There are other ways an unsupervised trip can cause damage to large units. With the plants being evacuated, all sorts of things are possible Energy and Power - Important Guidelines To Startup and Shutdown a Large Generator
 
"Big Allis" at Ravenswood.

the folklore was that operator instructions was to place the hot unit on barring gear asap. However when DC oil pumps ran out and with no heat removing oil flow over the stopped journals, the bearing babbit went plastic. So when AC power came back the attempts to put units on gear wiped the bearings. However the iceal of running oil pumps alone for several hours following such an event before TG was not pushed.

Also excessive force assisting barring damaged the close tolerance between bucket tips making contact due to rotor bowing again waiting more hours (day) for thermal equilization
 
The investigation is to be wide ranging, including human error. It is my understanding that there is uninterruptable power supplies to the oil pumps, if these failed or something in this system failed will be part of the investigation.

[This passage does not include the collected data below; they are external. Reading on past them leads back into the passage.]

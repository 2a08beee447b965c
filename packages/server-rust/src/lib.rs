//! Agent bridge server — WebSocket connection hub, durable-queue
//! dispatcher, request/response correlation, and heartbeat liveness.

pub mod network;
pub mod relay;
pub mod storage;
pub mod traits;

pub use traits::{DurableQueue, StatusStore};

#[cfg(test)]
mod tests {
    #[test]
    fn crate_loads() {
        // Empty body: if this test runs, the crate compiles and loads.
    }
}
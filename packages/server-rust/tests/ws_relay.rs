//! End-to-end relay tests over a real WebSocket connection.
//!
//! Boots the full stack (in-memory backends, relay, network module) on an
//! ephemeral port and drives it with a `tokio-tungstenite` client playing
//! the browser extension's part.

use std::sync::Arc;
use std::time::Duration;

use futures_util::{SinkExt, Stream, StreamExt};
use serde_json::{json, Value};
use tokio_tungstenite::tungstenite::Message;

use bridge_core::{ClientRole, AGGREGATE_LIVENESS_KEY, COMMAND_QUEUE};
use bridge_server::network::{
    ConnectionConfig, NetworkConfig, NetworkModule, ShutdownController,
};
use bridge_server::relay::{RelayConfig, RelayModule};
use bridge_server::storage::{MemoryQueue, MemoryStore};
use bridge_server::{DurableQueue, StatusStore};

struct TestServer {
    port: u16,
    queue: Arc<MemoryQueue>,
    store: Arc<MemoryStore>,
    relay: RelayModule,
    shutdown: Arc<ShutdownController>,
}

async fn boot(connection: ConnectionConfig) -> TestServer {
    let queue = Arc::new(MemoryQueue::new());
    let store = Arc::new(MemoryStore::new());
    let shutdown = Arc::new(ShutdownController::new());

    let relay_config = RelayConfig {
        requeue_backoff: Duration::from_millis(20),
        ..RelayConfig::default()
    };
    let mut relay = RelayModule::new(
        relay_config,
        connection.clone(),
        queue.clone() as _,
        store.clone() as _,
    );

    let network_config = NetworkConfig {
        host: "127.0.0.1".to_string(),
        port: 0,
        connection,
        ..NetworkConfig::default()
    };
    let mut network = NetworkModule::new(
        network_config,
        relay.hub(),
        relay.correlator(),
        Arc::clone(&shutdown),
    );

    let port = network.start().await.expect("bind should succeed");
    relay.start(&shutdown);

    let mut shutdown_rx = shutdown.shutdown_receiver();
    tokio::spawn(async move {
        network
            .serve(async move {
                let _ = shutdown_rx.changed().await;
            })
            .await
            .expect("serve should not fail");
    });

    TestServer {
        port,
        queue,
        store,
        relay,
        shutdown,
    }
}

async fn connect(
    port: u16,
    role: ClientRole,
) -> tokio_tungstenite::WebSocketStream<
    tokio_tungstenite::MaybeTlsStream<tokio::net::TcpStream>,
> {
    let url = format!("ws://127.0.0.1:{port}/ws?role={role}");
    let (ws, _response) = tokio_tungstenite::connect_async(&url)
        .await
        .expect("websocket connect should succeed");
    ws
}

/// Reads frames until one parses as JSON and satisfies `pred`, skipping
/// heartbeat probes and other interleaved traffic.
async fn next_matching<S>(ws: &mut S, pred: impl Fn(&Value) -> bool) -> Value
where
    S: Stream<Item = Result<Message, tokio_tungstenite::tungstenite::Error>> + Unpin,
{
    loop {
        let msg = tokio::time::timeout(Duration::from_secs(5), ws.next())
            .await
            .expect("timed out waiting for a frame")
            .expect("stream ended unexpectedly")
            .expect("websocket error");
        if let Message::Text(text) = msg {
            let value: Value = serde_json::from_str(text.as_str()).expect("frames are JSON");
            if pred(&value) {
                return value;
            }
        }
    }
}

#[tokio::test]
async fn command_fans_out_and_reply_reaches_the_waiter() {
    let server = boot(ConnectionConfig::default()).await;
    let mut ws = connect(server.port, ClientRole::Extension).await;

    ws.send(Message::Text(
        r#"{"type":"CLIENT_READY","role":"extension"}"#.into(),
    ))
    .await
    .unwrap();

    // Producer side: enqueue a command and suspend on its reply.
    let correlator = server.relay.correlator();
    let waiter = tokio::spawn(async move {
        correlator.await_reply("r1", Duration::from_secs(5)).await
    });
    server
        .queue
        .push(
            COMMAND_QUEUE,
            r#"{"type":"SEND","payload":{"prompt":"hi","request_id":"r1"}}"#,
        )
        .await
        .unwrap();

    // The extension receives the command...
    let command = next_matching(&mut ws, |v| v["type"] == json!("SEND")).await;
    assert_eq!(command["payload"]["prompt"], json!("hi"));

    // ...and answers out-of-band with the same correlation id.
    ws.send(Message::Text(
        r#"{"request_id":"r1","payload":"pong"}"#.into(),
    ))
    .await
    .unwrap();

    let payload = waiter.await.unwrap().expect("reply should resolve");
    assert_eq!(payload, json!("pong"));

    server.shutdown.trigger_shutdown();
}

#[tokio::test]
async fn command_waits_in_queue_until_a_client_connects() {
    let server = boot(ConnectionConfig::default()).await;

    let raw = r#"{"type":"echo","payload":"hi","task_id":"t1"}"#;
    server.queue.push(COMMAND_QUEUE, raw).await.unwrap();

    // With no client the dispatcher keeps requeueing; the item never
    // leaves the queue for good.
    tokio::time::sleep(Duration::from_millis(100)).await;
    assert!(server.queue.len(COMMAND_QUEUE).await.unwrap() <= 1);

    let mut ws = connect(server.port, ClientRole::Extension).await;
    let delivered = next_matching(&mut ws, |v| v["type"] == json!("echo")).await;

    // Delivered exactly as enqueued, attempt counter and all.
    assert_eq!(delivered, serde_json::from_str::<Value>(raw).unwrap());

    server.shutdown.trigger_shutdown();
}

#[tokio::test]
async fn unsolicited_frames_reach_the_response_list() {
    let server = boot(ConnectionConfig::default()).await;
    let mut ws = connect(server.port, ClientRole::Extension).await;

    ws.send(Message::Text(
        r#"{"type":"CHAT_OUTPUT","payload":{"text":"the answer"}}"#.into(),
    ))
    .await
    .unwrap();

    let forwarded = server
        .queue
        .blocking_pop(bridge_core::RESPONSE_QUEUE, Some(Duration::from_secs(5)))
        .await
        .unwrap()
        .expect("frame should be forwarded");
    let value: Value = serde_json::from_str(&forwarded).unwrap();
    assert_eq!(value["payload"]["text"], json!("the answer"));

    server.shutdown.trigger_shutdown();
}

#[tokio::test]
async fn heartbeat_probes_flow_and_liveness_tracks_the_connection() {
    let connection = ConnectionConfig {
        probe_interval: Duration::from_millis(50),
        liveness_ttl: Duration::from_millis(200),
        max_missed_probes: 3,
        ..ConnectionConfig::default()
    };
    let server = boot(connection).await;
    let mut ws = connect(server.port, ClientRole::Extension).await;

    // Registration lands shortly after the upgrade handshake.
    let mut connected = false;
    for _ in 0..50 {
        tokio::time::sleep(Duration::from_millis(10)).await;
        if server.store.get(AGGREGATE_LIVENESS_KEY).await.unwrap().as_deref()
            == Some("connected")
        {
            connected = true;
            break;
        }
    }
    assert!(connected, "aggregate liveness flag should be set on connect");

    // The hub probes; answer one PING to prove the round trip.
    let _ping = next_matching(&mut ws, |v| v["type"] == json!("PING")).await;
    ws.send(Message::Text(r#"{"type":"PONG"}"#.into()))
        .await
        .unwrap();

    ws.close(None).await.unwrap();
    drop(ws);

    // The disconnect clears the aggregate flag once the hub notices.
    let mut cleared = false;
    for _ in 0..50 {
        tokio::time::sleep(Duration::from_millis(20)).await;
        if server.store.get(AGGREGATE_LIVENESS_KEY).await.unwrap().is_none() {
            cleared = true;
            break;
        }
    }
    assert!(cleared, "aggregate liveness flag should clear on disconnect");

    server.shutdown.trigger_shutdown();
}

#[tokio::test]
async fn silent_client_is_evicted_by_the_heartbeat() {
    let connection = ConnectionConfig {
        probe_interval: Duration::from_millis(30),
        liveness_ttl: Duration::from_millis(100),
        max_missed_probes: 2,
        ..ConnectionConfig::default()
    };
    let server = boot(connection).await;
    let hub = server.relay.hub();

    let _ws = connect(server.port, ClientRole::Worker).await;

    // Wait for registration to land.
    let mut seen = false;
    for _ in 0..50 {
        tokio::time::sleep(Duration::from_millis(10)).await;
        if hub.client_count() == 1 {
            seen = true;
            break;
        }
    }
    assert!(seen, "client should register");

    // Never answer a probe; the monitor evicts past the deadline.
    let mut evicted = false;
    for _ in 0..100 {
        tokio::time::sleep(Duration::from_millis(20)).await;
        if hub.is_empty() {
            evicted = true;
            break;
        }
    }
    assert!(evicted, "silent client should be evicted");

    server.shutdown.trigger_shutdown();
}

If the hydraulic oil pumps for both C units ran off the same UPS, then I could see why C3 tripped of first and why it would now take months to return to service if the UPS failed and subsequent loss of oil flow caused bearing damage.
 
Just guessing and rambling here . . .

The prior designs similar to that turbine would have had a shaft driven oil pump. even though centrifugal, it would provide oil pressure / flow during coast down to about 1000 rpms. And as the shaft pump decade, a DC emergency bearing pump would sense and start to provide for the rest of the coast down. AND with the lost of vacuum, the rotors would coast to stop in about 45 minutes (or less).

So, turbine / generator could have been designed to coast to stop with no AC. However, the batteries for DC are only recommended to provide for coast down. And stopped with HOT rotors, the bearings will get hot shortly with no oil flow

Even farther, the plant could be design to survive a loss of switch yard and the turbine generator stay spinning providing “House” power. The latent heat in the tripped boiler could provide enough steam for operators to do boiler purge and get flames back in (30 / 45 minutes) . been there, seen that!

If 3 and 4 shared a control room, I expected to operators were concern for their life and not the grid
 
In marine, oil pressure comes from a head tank that provides a minimum of 5 minutes of pressurized oil flow. We do also have the luxury of an astern turbine capable of shaft bursting which lets us bring things to a stop quickly.

Our feed pumps are also steam powered so s long as the boiler is hot enough to damage itself it's hot enough to keep itself cool.

Secure fires and open the superheater vent covers 90% of the fault responses.
 
Yes I believe these turbines have shaft driven oil pump and a back pump. I am not sure what it would take for both of those to be offline.
 
Even at a few rpm, the turbine still requires pumped oil. A turbine spinning at a few rpm is neither capable of producing electricity to run the electric pumps nor provide sufficient speed to maintain oil pressure with the shaft driven pumps.